Previous authors have suggested that IFS and the cellular and mixed type of CMN are histogenetically linked (11, 12), and a t(12, 15)(p13;q25) resulting in ETV6-NTRK3 gene fusion has been observed in both entities.

In this study, FISH analysis demonstrated that rearrangements of the ETV6 region occurred in four of the five cases of IFS and in two of the three cases of CMN. A combination of ETV6 rearrangement and trisomy 11 occurred in one case each of IFS (Case 2), the cellular type of CMN (Case 5), and the mixed type, IFS and CMN (Case 7), but not in the classic type of CMN (Case 6). These findings are consistent with previously reported findings in cases of CMN and IFS (4, 5, 6, 8, 9, 10, 11, 12, 15, 16, 17).

In Case 4, two abnormal populations of cells carrying trisomy and tetrasomy for both chromosomes 11 and 12 were found in the absence of ETV6 rearrangement. This may reflect the presence of cells with additional copies of these two chromosomes or with near-triploid and near-tetraploid modal numbers. It is interesting to note that this tumor had a lower-grade morphology than the tumors in the other cases of IFS. Previous studies have shown that multiplication of the chromosome complement, tetraploidy in particular, may be a very early stage in tumor evolution that is followed by more specific chromosomal changes, usually occurring in a near-diploid cell population (18, 19). FISH analysis may thus have detected an earlier stage in the development of IFS.

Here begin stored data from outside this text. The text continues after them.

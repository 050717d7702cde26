use std::path::{Path, PathBuf};

/// Extensions accepted for composition, lowercase and without the dot.
pub const ALLOWED_EXTENSIONS: [&str; 6] = ["png", "jpg", "jpeg", "gif", "bmp", "webp"];

#[derive(Clone, Debug)]
/// One image to load.
///
/// Path sources must already be resolved inside the allowed root by the caller.
pub enum ImageSource {
    /// In-memory bytes, e.g. an upload that never touched disk.
    Bytes {
        /// Display name used in errors and logs.
        name: String,
        /// Encoded image bytes.
        bytes: Vec<u8>,
    },
    /// A trusted file on disk.
    Path(PathBuf),
}

impl ImageSource {
    /// Name shown in logs and decode errors.
    pub fn display_name(&self) -> String {
        match self {
            Self::Bytes { name, .. } => name.clone(),
            Self::Path(p) => p.display().to_string(),
        }
    }
}

/// Case-insensitive check of a file name against [`ALLOWED_EXTENSIONS`].
pub fn is_allowed_image_name(name: &str) -> bool {
    Path::new(name)
        .extension()
        .and_then(|e| e.to_str())
        .is_some_and(|ext| {
            ALLOWED_EXTENSIONS
                .iter()
                .any(|allowed| ext.eq_ignore_ascii_case(allowed))
        })
}

#[cfg(test)]
#[path = "../../tests/unit/assets/source.rs"]
mod tests;
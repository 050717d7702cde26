use super::*;

#[test]
fn display_prefixes_are_stable() {
    assert!(
        ConcatError::decode("a.png", "bad magic")
            .to_string()
            .contains("decode error: a.png")
    );
    assert!(
        ConcatError::empty_input("x")
            .to_string()
            .contains("empty input:")
    );
    assert!(
        ConcatError::invalid_config("x")
            .to_string()
            .contains("invalid config:")
    );
    assert!(
        ConcatError::validation("x")
            .to_string()
            .contains("validation error:")
    );
    assert!(
        ConcatError::path_outside_root("x")
            .to_string()
            .contains("path outside root:")
    );
    assert!(ConcatError::encode("x").to_string().contains("encode error:"));
}

#[test]
fn other_preserves_source() {
    let base = std::io::Error::other("boom");
    let err = ConcatError::Other(anyhow::Error::new(base));
    assert!(err.to_string().contains("boom"));
}

#[test]
fn client_errors_exclude_environment_failures() {
    assert!(ConcatError::empty_input("x").is_client_error());
    assert!(ConcatError::path_outside_root("x").is_client_error());
    assert!(ConcatError::decode("a", "b").is_client_error());
    assert!(!ConcatError::encode("x").is_client_error());
    assert!(!ConcatError::Other(anyhow::anyhow!("io")).is_client_error());
}
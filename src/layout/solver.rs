use crate::foundation::{
    core::{Alignment, Orientation, Size},
    error::{ConcatError, ConcatResult},
};

#[derive(Clone, Copy, Debug, PartialEq, Eq)]
/// Where one image lands on the canvas.
pub struct Placement {
    /// Left edge in canvas pixels.
    pub x: u32,
    /// Top edge in canvas pixels.
    pub y: u32,
    /// Placed width (post-resize).
    pub width: u32,
    /// Placed height (post-resize).
    pub height: u32,
}

#[derive(Clone, Debug, Default, PartialEq, Eq)]
/// Canvas size and per-image placement for one composition.
pub struct Layout {
    /// Canvas dimensions.
    pub canvas: Size,
    /// One entry per input image, in input order.
    pub placements: Vec<Placement>,
}

/// Lay out `sizes` in a single row or column.
///
/// Along the primary axis the canvas is the sum of the sizes; along the cross
/// axis it is their maximum, and each image is offset per `alignment`.
pub fn resolve_layout(
    sizes: &[Size],
    orientation: Orientation,
    alignment: Alignment,
) -> ConcatResult<Layout> {
    if sizes.is_empty() {
        return Err(ConcatError::empty_input("no images to lay out"));
    }

    let mut primary_total = 0u32;
    for s in sizes {
        primary_total = primary_total
            .checked_add(orientation.primary(*s))
            .ok_or_else(|| ConcatError::invalid_config("canvas exceeds u32 pixel range"))?;
    }
    let cross_max = sizes
        .iter()
        .map(|s| orientation.cross(*s))
        .max()
        .unwrap_or(0);

    let canvas = match orientation {
        Orientation::Horizontal => Size::new(primary_total, cross_max),
        Orientation::Vertical => Size::new(cross_max, primary_total),
    };

    let mut placements = Vec::with_capacity(sizes.len());
    let mut cursor = 0u32;
    for s in sizes {
        let cross = alignment.offset(cross_max, orientation.cross(*s));
        let (x, y) = match orientation {
            Orientation::Horizontal => (cursor, cross),
            Orientation::Vertical => (cross, cursor),
        };
        placements.push(Placement {
            x,
            y,
            width: s.width,
            height: s.height,
        });
        cursor += orientation.primary(*s);
    }

    Ok(Layout { canvas, placements })
}

#[cfg(test)]
#[path = "../../tests/unit/layout/solver.rs"]
mod tests;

Studies have distinguished CMN from Wilms tumor on the basis of dissimilar molecular profiles (20, 21). In 1980, Snyder et al. (22) distinguished the classic type of CMN from its cellular variant. Based on the results of a clinicopathologic study, these authors considered the cellular type of CMN to be a precursor of sarcoma. The finding of an ETV6-NTRK3 fusion gene in only the cellular type of CMN supports the notion that the classic and the cellular types of CMN are genetically distinct entities. Besides CMN/IFS, ETV6 rearrangements have been found in several lymphoid and myeloid hematologic neoplasms. In these conditions, as in CMN/IFS, ETV6 is frequently fused to genes coding for tyrosine-kinase receptors, such as, PDGFRB, JAK2, and ABL1 (23). However, trisomy 11, which often is concurrent with the 12;15 translocation in CMN/IFS, rarely is found in leukemias with ETV6 rearrangements, suggesting that trisomy 11 is a typical rearrangement for solid tumors with the ETV6-NTRK3 fusion. In the present study, trisomy 11 was found in only three of the six cases with ETV6 rearrangement. Therefore, gain of chromosome 11 may be a later event in tumor progression. On the other hand, this secondary aberration may be associated with still-unrecognized clinical or biological characteristics. Like other authors, we believe that the cellular type of CMN is the renal counterpart of IFS (11, 12).

CONCLUSION

Our results also indicate that interphase FISH may be highly useful for detecting genetic abnormalities in archived materials. Recently, several reports have indicated that reverse transcription-polymerase chain reaction (RT-PCR) analysis is more sensitive in detecting ETV6-NTRK3 gene fusion than conventional cytogenetic and immunohistochemical analysis (15, 16, 17). The present study demonstrates that interphase FISH analysis may be a comparably sensitive method for detecting ETV6 rearrangements in CMN/IFS. Compared with RT-PCR analysis, the FISH technique allows analysis of very small sample volumes, even if they consist of a few single nuclei. Because FISH may be used to detect rearrangements of a single gene, by disruption of the fluorescence pattern, it also may detect ETV6 rearrangements involving partners other than NTRK3. Such variant rearrangements would be missed by an ETV6-NTRK3-specific RT-PCR approach. Further analysis of cases exhibiting ETV6 rearrangements detected by FISH in the absence of ETV6-NTRK3 fusions detected by RT-PCR could lead to the identification of other oncogenic fusion products in CMN/IFS.